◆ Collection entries

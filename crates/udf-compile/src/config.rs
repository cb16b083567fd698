//! Compiled, renderable form definitions.
//!
//! These types are the compiler's output. A rendering layer walks a
//! `Vec<CompiledField>` in order and draws one input per [`FieldConfig`] and
//! one composite block per [`FieldGroup`].

use chrono::NaiveDate;
use serde::Serialize;
use udf_model::{ConstraintKind, DataType, DynamicModel, ScalarValue, SelectOption};

/// Message key prefix for validation error rules.
pub const VALIDATION_KEY_PREFIX: &str = "validation.";

/// Input shape chosen for a field.
#[derive(Debug, Clone, Copy, PartialEq, Eq, Hash, Serialize)]
#[serde(rename_all = "camelCase")]
pub enum InputKind {
    Text,
    Password,
    Email,
    Select,
    Number,
    Date,
    Checkbox,
}

impl InputKind {
    pub fn as_str(&self) -> &'static str {
        match self {
            InputKind::Text => "text",
            InputKind::Password => "password",
            InputKind::Email => "email",
            InputKind::Select => "select",
            InputKind::Number => "number",
            InputKind::Date => "date",
            InputKind::Checkbox => "checkbox",
        }
    }
}

/// Single-field validation rule.
#[derive(Debug, Clone, PartialEq, Serialize)]
#[serde(tag = "rule", content = "value", rename_all = "camelCase")]
pub enum Validator {
    Required,
    /// Numeric lower bound.
    Min(f64),
    /// Numeric upper bound.
    Max(f64),
    /// Minimum text length in characters.
    MinLength(usize),
    /// Maximum text length in characters.
    MaxLength(usize),
    /// Number without fractional part.
    Integer,
    Email,
    /// Date on or after the current day.
    NotInPast,
}

impl Validator {
    /// Stable rule name, also the suffix of the error message key.
    pub fn rule_name(&self) -> &'static str {
        match self {
            Validator::Required => "required",
            Validator::Min(_) => "min",
            Validator::Max(_) => "max",
            Validator::MinLength(_) => "minLength",
            Validator::MaxLength(_) => "maxLength",
            Validator::Integer => "integer",
            Validator::Email => "email",
            Validator::NotInPast => "dateNotInPast",
        }
    }
}

/// Cross-field rule owned by a [`FieldGroup`].
#[derive(Debug, Clone, PartialEq, Eq, Serialize)]
#[serde(tag = "rule", rename_all = "camelCase")]
pub enum GroupValidator {
    /// `start_field` must not be after `end_field` when both are set.
    #[serde(rename_all = "camelCase")]
    DateRange {
        start_field: String,
        end_field: String,
    },
}

impl GroupValidator {
    pub fn rule_name(&self) -> &'static str {
        match self {
            GroupValidator::DateRange { .. } => "dateRange",
        }
    }
}

/// Maps a failed rule to the translation key of its message.
#[derive(Debug, Clone, PartialEq, Eq, Serialize)]
#[serde(rename_all = "camelCase")]
pub struct ErrorRule {
    pub rule: String,
    pub message_key: String,
}

impl ErrorRule {
    pub fn new(rule: &str) -> Self {
        Self {
            rule: rule.to_string(),
            message_key: format!("{VALIDATION_KEY_PREFIX}{rule}"),
        }
    }
}

/// Initial value of an input.
#[derive(Debug, Clone, PartialEq, Serialize)]
#[serde(tag = "kind", content = "value", rename_all = "camelCase")]
pub enum DefaultValue {
    /// The current day, resolved when the form is rendered.
    Today,
    Value(ScalarValue),
}

impl DefaultValue {
    pub fn resolve(&self, today: NaiveDate) -> ScalarValue {
        match self {
            DefaultValue::Today => ScalarValue::Text(today.format("%Y-%m-%d").to_string()),
            DefaultValue::Value(value) => value.clone(),
        }
    }
}

/// Where a field reads and writes its value in the dynamic model.
#[derive(Debug, Clone, PartialEq, Eq, Serialize)]
pub struct FieldBinding {
    pub key: String,
}

impl FieldBinding {
    pub fn new(key: impl Into<String>) -> Self {
        Self { key: key.into() }
    }

    pub fn read<'a>(&self, model: &'a DynamicModel) -> &'a ScalarValue {
        model.value(&self.key)
    }

    pub fn write(&self, model: &mut DynamicModel, value: impl Into<ScalarValue>) {
        model.insert(self.key.clone(), value);
    }
}

/// Renderable definition of one input field.
#[derive(Debug, Clone, PartialEq, Serialize)]
#[serde(rename_all = "camelCase")]
pub struct FieldConfig {
    pub field_name: String,
    pub data_type: DataType,
    pub input: InputKind,
    /// Translation key of the label.
    pub label: String,
    pub required: bool,
    pub min: Option<f64>,
    pub max: Option<f64>,
    pub default_value: Option<DefaultValue>,
    pub prefix: Option<String>,
    pub suffix: Option<String>,
    /// Enumeration that supplies `options`.
    pub options_source: Option<String>,
    pub options: Vec<SelectOption>,
    pub validators: Vec<Validator>,
    pub error_rules: Vec<ErrorRule>,
    pub binding: FieldBinding,
    pub special_type: Option<u32>,
}

impl FieldConfig {
    /// Add a validator together with its error rule.
    pub fn push_validator(&mut self, validator: Validator) {
        if self.validators.contains(&validator) {
            return;
        }
        self.error_rules.push(ErrorRule::new(validator.rule_name()));
        self.validators.push(validator);
    }

    pub fn has_validator(&self, rule: &str) -> bool {
        self.validators.iter().any(|v| v.rule_name() == rule)
    }

    /// Error rule for a validator rule name.
    pub fn error_rule(&self, rule: &str) -> Option<&ErrorRule> {
        self.error_rules.iter().find(|r| r.rule == rule)
    }
}

/// Two or more fields rendered and validated together.
#[derive(Debug, Clone, PartialEq, Serialize)]
#[serde(rename_all = "camelCase")]
pub struct FieldGroup {
    pub name: String,
    pub kind: ConstraintKind,
    pub fields: Vec<FieldConfig>,
    pub validator: GroupValidator,
    pub error_rule: ErrorRule,
}

impl FieldGroup {
    pub fn date_range(start: FieldConfig, end: FieldConfig) -> Self {
        let validator = GroupValidator::DateRange {
            start_field: start.field_name.clone(),
            end_field: end.field_name.clone(),
        };
        Self {
            name: format!("{}-{}", start.field_name, end.field_name),
            kind: ConstraintKind::DateRange,
            error_rule: ErrorRule::new(validator.rule_name()),
            validator,
            fields: vec![start, end],
        }
    }

    pub fn field(&self, name: &str) -> Option<&FieldConfig> {
        self.fields.iter().find(|f| f.field_name == name)
    }
}

/// One entry of the compiled form, in render order.
#[derive(Debug, Clone, PartialEq, Serialize)]
#[serde(tag = "type", rename_all = "camelCase")]
pub enum CompiledField {
    Field(FieldConfig),
    Group(FieldGroup),
}

impl CompiledField {
    /// Field name, or group name for groups.
    pub fn name(&self) -> &str {
        match self {
            CompiledField::Field(field) => &field.field_name,
            CompiledField::Group(group) => &group.name,
        }
    }

    pub fn as_field(&self) -> Option<&FieldConfig> {
        match self {
            CompiledField::Field(field) => Some(field),
            CompiledField::Group(_) => None,
        }
    }

    pub fn as_group(&self) -> Option<&FieldGroup> {
        match self {
            CompiledField::Field(_) => None,
            CompiledField::Group(group) => Some(group),
        }
    }

    /// Every field config in this entry (one for fields, all members for groups).
    pub fn fields(&self) -> impl Iterator<Item = &FieldConfig> {
        let slice: &[FieldConfig] = match self {
            CompiledField::Field(field) => std::slice::from_ref(field),
            CompiledField::Group(group) => &group.fields,
        };
        slice.iter()
    }
}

◆ What the exercise asks
Please reproduce each entry above exactly as it reads.

◆ Exercise output
filename crates/udf-compile/src/config.rs
repository cb16b083567fd698
//! Compiled, renderable form definitions.
//!
//! These types are the compiler's output. A rendering layer walks a
//! `Vec<CompiledField>` in order and draws one input per [`FieldConfig`] and
//! one composite block per [`FieldGroup`].

use chrono::NaiveDate;
use serde::Serialize;
use udf_model::{ConstraintKind, DataType, DynamicModel, ScalarValue, SelectOption};

/// Message key prefix for validation error rules.
pub const VALIDATION_KEY_PREFIX: &str = "validation.";

/// Input shape chosen for a field.
#[derive(Debug, Clone, Copy, PartialEq, Eq, Hash, Serialize)]
#[serde(rename_all = "camelCase")]
pub enum InputKind {
    Text,
    Password,
    Email,
    Select,
    Number,
    Date,
    Checkbox,
}

impl InputKind {
    pub fn as_str(&self) -> &'static str {
        match self {
            InputKind::Text => "text",
            InputKind::Password => "password",
            InputKind::Email => "email",
            InputKind::Select => "select",
            InputKind::Number => "number",
            InputKind::Date => "date",
            InputKind::Checkbox => "checkbox",
        }
    }
}

/// Single-field validation rule.
#[derive(Debug, Clone, PartialEq, Serialize)]
#[serde(tag = "rule", content = "value", rename_all = "camelCase")]
pub enum Validator {
    Required,
    /// Numeric lower bound.
    Min(f64),
    /// Numeric upper bound.
    Max(f64),
    /// Minimum text length in characters.
    MinLength(usize),
    /// Maximum text length in characters.
    MaxLength(usize),
    /// Number without fractional part.
    Integer,
    Email,
    /// Date on or after the current day.
    NotInPast,
}

impl Validator {
    /// Stable rule name, also the suffix of the error message key.
    pub fn rule_name(&self) -> &'static str {
        match self {
            Validator::Required => "required",
            Validator::Min(_) => "min",
            Validator::Max(_) => "max",
            Validator::MinLength(_) => "minLength",
            Validator::MaxLength(_) => "maxLength",
            Validator::Integer => "integer",
            Validator::Email => "email",
            Validator::NotInPast => "dateNotInPast",
        }
    }
}

/// Cross-field rule owned by a [`FieldGroup`].
#[derive(Debug, Clone, PartialEq, Eq, Serialize)]
#[serde(tag = "rule", rename_all = "camelCase")]
pub enum GroupValidator {
    /// `start_field` must not be after `end_field` when both are set.
    #[serde(rename_all = "camelCase")]
    DateRange {
        start_field: String,
        end_field: String,
    },
}

impl GroupValidator {
    pub fn rule_name(&self) -> &'static str {
        match self {
            GroupValidator::DateRange { .. } => "dateRange",
        }
    }
}

/// Maps a failed rule to the translation key of its message.
#[derive(Debug, Clone, PartialEq, Eq, Serialize)]
#[serde(rename_all = "camelCase")]
pub struct ErrorRule {
    pub rule: String,
    pub message_key: String,
}

impl ErrorRule {
    pub fn new(rule: &str) -> Self {
        Self {
            rule: rule.to_string(),
            message_key: format!("{VALIDATION_KEY_PREFIX}{rule}"),
        }
    }
}

/// Initial value of an input.
#[derive(Debug, Clone, PartialEq, Serialize)]
#[serde(tag = "kind", content = "value", rename_all = "camelCase")]
pub enum DefaultValue {
    /// The current day, resolved when the form is rendered.
    Today,
    Value(ScalarValue),
}

impl DefaultValue {
    pub fn resolve(&self, today: NaiveDate) -> ScalarValue {
        match self {
            DefaultValue::Today => ScalarValue::Text(today.format("%Y-%m-%d").to_string()),
            DefaultValue::Value(value) => value.clone(),
        }
    }
}

/// Where a field reads and writes its value in the dynamic model.
#[derive(Debug, Clone, PartialEq, Eq, Serialize)]
pub struct FieldBinding {
    pub key: String,
}

impl FieldBinding {
    pub fn new(key: impl Into<String>) -> Self {
        Self { key: key.into() }
    }

    pub fn read<'a>(&self, model: &'a DynamicModel) -> &'a ScalarValue {
        model.value(&self.key)
    }

    pub fn write(&self, model: &mut DynamicModel, value: impl Into<ScalarValue>) {
        model.insert(self.key.clone(), value);
    }
}

/// Renderable definition of one input field.
#[derive(Debug, Clone, PartialEq, Serialize)]
#[serde(rename_all = "camelCase")]
pub struct FieldConfig {
    pub field_name: String,
    pub data_type: DataType,
    pub input: InputKind,
    /// Translation key of the label.
    pub label: String,
    pub required: bool,
    pub min: Option<f64>,
    pub max: Option<f64>,
    pub default_value: Option<DefaultValue>,
    pub prefix: Option<String>,
    pub suffix: Option<String>,
    /// Enumeration that supplies `options`.
    pub options_source: Option<String>,
    pub options: Vec<SelectOption>,
    pub validators: Vec<Validator>,
    pub error_rules: Vec<ErrorRule>,
    pub binding: FieldBinding,
    pub special_type: Option<u32>,
}

impl FieldConfig {
    /// Add a validator together with its error rule.
    pub fn push_validator(&mut self, validator: Validator) {
        if self.validators.contains(&validator) {
            return;
        }
        self.error_rules.push(ErrorRule::new(validator.rule_name()));
        self.validators.push(validator);
    }

    pub fn has_validator(&self, rule: &str) -> bool {
        self.validators.iter().any(|v| v.rule_name() == rule)
    }

    /// Error rule for a validator rule name.
    pub fn error_rule(&self, rule: &str) -> Option<&ErrorRule> {
        self.error_rules.iter().find(|r| r.rule == rule)
    }
}

/// Two or more fields rendered and validated together.
#[derive(Debug, Clone, PartialEq, Serialize)]
#[serde(rename_all = "camelCase")]
pub struct FieldGroup {
    pub name: String,
    pub kind: ConstraintKind,
    pub fields: Vec<FieldConfig>,
    pub validator: GroupValidator,
    pub error_rule: ErrorRule,
}

impl FieldGroup {
    pub fn date_range(start: FieldConfig, end: FieldConfig) -> Self {
        let validator = GroupValidator::DateRange {
            start_field: start.field_name.clone(),
            end_field: end.field_name.clone(),
        };
        Self {
            name: format!("{}-{}", start.field_name, end.field_name),
            kind: ConstraintKind::DateRange,
            error_rule: ErrorRule::new(validator.rule_name()),
            validator,
            fields: vec![start, end],
        }
    }

    pub fn field(&self, name: &str) -> Option<&FieldConfig> {
        self.fields.iter().find(|f| f.field_name == name)
    }
}

/// One entry of the compiled form, in render order.
#[derive(Debug, Clone, PartialEq, Serialize)]
#[serde(tag = "type", rename_all = "camelCase")]
pub enum CompiledField {
    Field(FieldConfig),
    Group(FieldGroup),
}

impl CompiledField {
    /// Field name, or group name for groups.
    pub fn name(&self) -> &str {
        match self {
            CompiledField::Field(field) => &field.field_name,
            CompiledField::Group(group) => &group.name,
        }
    }

    pub fn as_field(&self) -> Option<&FieldConfig> {
        match self {
            CompiledField::Field(field) => Some(field),
            CompiledField::Group(_) => None,
        }
    }

    pub fn as_group(&self) -> Option<&FieldGroup> {
        match self {
            CompiledField::Field(_) => None,
            CompiledField::Group(group) => Some(group),
        }
    }

    /// Every field config in this entry (one for fields, all members for groups).
    pub fn fields(&self) -> impl Iterator<Item = &FieldConfig> {
        let slice: &[FieldConfig] = match self {
            CompiledField::Field(field) => std::slice::from_ref(field),
            CompiledField::Group(group) => &group.fields,
        };
        slice.iter()
    }
}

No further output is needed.